Carolina Chocolate Drops: “Genuine Negro Jig”
The title isn’t a put-on, and it isn’t a red herring: Genuine Negro Jig is what it says it is– that is, genuine. Using such a phrase as an album title in 2010– the age of Obama!– may seem like an act of provocation, but it isn’t. It isn’t a statement about race and music, nor is it an irony.
Race, in fact, is never commented on here, explicitly or implicitly, and if any listener thinks it off for a trio of black musicians to be playing hillbilly mountain music in 2010, the Carolina Chocolate Drops choose to let such ignorance go unanswered. The songs here almost go out of their way to avoid answering questions of race– whatever cultural baggage comes from ethnicity or skin color isn’t commented on in any of these songs, which are mostly about lovin’ and cheatin’, universal enough as far as song topics go. The Chocolate Drops know that they belong to a long tradition of black stringband players, and they allow their membership in that tradition to speak for itself.
As with race, so with the whole of modernity; there are virtually no references, either direct or ironic, to modern times, and no concessions to contemporary recording techniques or conceptions of roots music here. This is string music the way it’s always been done– with plenty of banjo and acoustic guitar, hand percussion, fiddle, jug, kazoo. Songs full of heartbreak and humor, hard days at the farm and easy summer nights of singing and romancing. Women who have nothing but money on their minds, and men who are much the same. The raw, unadorned beauty of the human voice. (And what beauty– the group’s two men are both excellent singers, but the standout is Rhiannon Giddens, delivering just the right balance of soul and sass.)
There are, actually, a couple of modern compositions here– a sepia-tinted cover of Tom Waits’ “Trampled Rose” and a savvy bluegrass reading of Blu Cantrell’s “Hit ‘Em Up Style,” the latter’s namedrop of Neiman Marcus being the set’s only hint that it was made in 2010, not some other time in the last sixty or seventy years. Some of the songs are traditional; some are original compositions. All of them are played with down-home vigor and conviction, with no further accompaniment than what the three Drops can provide for themselves. You might say that they’re romanticizing the past, but that’s not quite it; they make this old-timey music because they believe it to have the power to speak to us still– about simplicity, about those parts of human living that are both timeless and timely, about the importance of holding on to traditions like the ones embodied here.

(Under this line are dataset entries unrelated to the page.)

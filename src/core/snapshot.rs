//! In-memory list snapshot with selection preservation
//!
//! A snapshot is the ordered list of records as of the last refresh plus
//! the id of the selected record. Applying a fresh fetch replaces the list
//! wholesale and re-selects the previous record if it is still present, so
//! a front end never jumps to a different row after a write.

use crate::core::repository::Record;

/// What changed when a fresh list was applied
#[derive(Debug, Clone, Copy, PartialEq, Eq)]
pub struct SyncOutcome {
    /// Incremented on every apply
    pub generation: u64,
    /// Number of rows now in the snapshot
    pub rows: usize,
    /// Selection captured before the replace
    pub previous_selection: Option<i64>,
    /// Whether the previous selection is selected again
    pub restored: bool,
}

/// Ordered records plus an optional selection
#[derive(Debug, Clone)]
pub struct Snapshot<R> {
    rows: Vec<R>,
    selected: Option<i64>,
    generation: u64,
}

impl<R> Default for Snapshot<R> {
    fn default() -> Self {
        Self {
            rows: Vec::new(),
            selected: None,
            generation: 0,
        }
    }
}

impl<R: Record> Snapshot<R> {
    pub fn new() -> Self {
        Self::default()
    }

    pub fn rows(&self) -> &[R] {
        &self.rows
    }

    pub fn len(&self) -> usize {
        self.rows.len()
    }

    pub fn is_empty(&self) -> bool {
        self.rows.is_empty()
    }

    pub fn generation(&self) -> u64 {
        self.generation
    }

    pub fn find(&self, id: i64) -> Option<&R> {
        self.rows.iter().find(|r| r.id() == id)
    }

    pub fn selected_id(&self) -> Option<i64> {
        self.selected
    }

    pub fn selected(&self) -> Option<&R> {
        self.selected.and_then(|id| self.find(id))
    }

    /// Select the record with `id`; returns false (and clears the
    /// selection) when no such record is in the snapshot
    pub fn select(&mut self, id: i64) -> bool {
        if self.find(id).is_some() {
            self.selected = Some(id);
            true
        } else {
            self.selected = None;
            false
        }
    }

    pub fn clear_selection(&mut self) {
        self.selected = None;
    }

    /// Replace the contents with a freshly fetched list
    pub fn apply(&mut self, fresh: Vec<R>) -> SyncOutcome {
        let previous = self.selected;

        self.rows = fresh;
        self.generation += 1;
        self.selected = previous.filter(|&id| self.rows.iter().any(|r| r.id() == id));

        let outcome = SyncOutcome {
            generation: self.generation,
            rows: self.rows.len(),
            previous_selection: previous,
            restored: self.selected.is_some(),
        };
        tracing::debug!(
            kind = R::LABEL,
            generation = outcome.generation,
            rows = outcome.rows,
            restored = outcome.restored,
            "snapshot applied"
        );
        outcome
    }

    /// Records whose name contains `query`, ignoring case
    ///
    /// A blank query matches everything.
    pub fn filter_by_name(&self, query: &str) -> Vec<&R> {
        let needle = query.trim().to_lowercase();
        if needle.is_empty() {
            return self.rows.iter().collect();
        }
        self.rows
            .iter()
            .filter(|r| r.name().to_lowercase().contains(&needle))
            .collect()
    }
}
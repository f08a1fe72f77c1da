//! Supplier entity

use rusqlite::types::Value;
use rusqlite::Row;
use serde::{Deserialize, Serialize};

use crate::core::repository::Record;
use crate::core::validation::{optional_text, required_text, FormInput, ValidationError};

/// A supplier with optional contact details
#[derive(Debug, Clone, PartialEq, Eq, Serialize, Deserialize)]
pub struct Supplier {
    pub id: i64,
    pub name: String,
    pub contact_person: Option<String>,
    pub email: Option<String>,
    pub phone: Option<String>,
}

/// Validated supplier fields, without the id
#[derive(Debug, Clone, PartialEq, Eq)]
pub struct SupplierFields {
    pub name: String,
    pub contact_person: Option<String>,
    pub email: Option<String>,
    pub phone: Option<String>,
}

/// Supplier form as typed by the user
#[derive(Debug, Clone, Default, PartialEq, Eq)]
pub struct SupplierInput {
    pub name: String,
    pub contact_person: String,
    pub email: String,
    pub phone: String,
}

impl FormInput for SupplierInput {
    type Fields = SupplierFields;

    // Only the name is checked; contact details are free text.
    fn validate(&self) -> Result<SupplierFields, ValidationError> {
        Ok(SupplierFields {
            name: required_text("supplier name", &self.name)?,
            contact_person: optional_text(&self.contact_person),
            email: optional_text(&self.email),
            phone: optional_text(&self.phone),
        })
    }
}

fn text_or_null(value: &Option<String>) -> Value {
    match value {
        Some(text) => Value::Text(text.clone()),
        None => Value::Null,
    }
}

impl Record for Supplier {
    type Fields = SupplierFields;
    type Input = SupplierInput;

    const TABLE: &'static str = "suppliers";
    const COLUMNS: &'static [&'static str] = &["name", "contact_person", "email", "phone"];
    const LABEL: &'static str = "supplier";

    fn id(&self) -> i64 {
        self.id
    }

    fn name(&self) -> &str {
        &self.name
    }

    fn from_row(row: &Row<'_>) -> rusqlite::Result<Self> {
        Ok(Supplier {
            id: row.get(0)?,
            name: row.get(1)?,
            contact_person: row.get(2)?,
            email: row.get(3)?,
            phone: row.get(4)?,
        })
    }

    fn bind(fields: &SupplierFields) -> Vec<Value> {
        vec![
            Value::Text(fields.name.clone()),
            text_or_null(&fields.contact_person),
            text_or_null(&fields.email),
            text_or_null(&fields.phone),
        ]
    }

    fn to_input(&self) -> SupplierInput {
        SupplierInput {
            name: self.name.clone(),
            contact_person: self.contact_person.clone().unwrap_or_default(),
            email: self.email.clone().unwrap_or_default(),
            phone: self.phone.clone().unwrap_or_default(),
        }
    }
}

Joe Henry produced the set, and even on that level it’s fascinating: Henry tends to work more with individuals than with self-contained bands, and so this is the rare Joe Henry joint that doesn’t feature his usual cast of studio musicians. It’s almost disarming to hear a Joe Henry production absent the timekeeping of Jay Bellerose, to name but one hired hand, but Jig quickly brings in to relief what’s really at the heart of Joe Henry’s music, and the Chocolate Drops’– the kind of clarity where there’s nothing to distract from song and voice, where the innate wisdom of the words and melodies are given space to come through when we’re patient enough to sit still and listen.
What the music reveals is that some things never change: We might succumb to modern arrogance and say that this is the music of “simpler” times, but the times were certainly no less difficult, nor any less filled with strange, surprising joy. In one song the Chocolate Drops sing of the plight of a hard day’s labor, followed by the sublimity of a supper of cornbread and butter beans, followed by an evening spent making love. What part of that is antiquated, even in 2010? I dare say that old-timey music like this resonates now as much as ever– particularly given how rarefied it sounds in this present age– and in the hands of the Carolina Chocolate Drops, it’s given just the honor it deserves.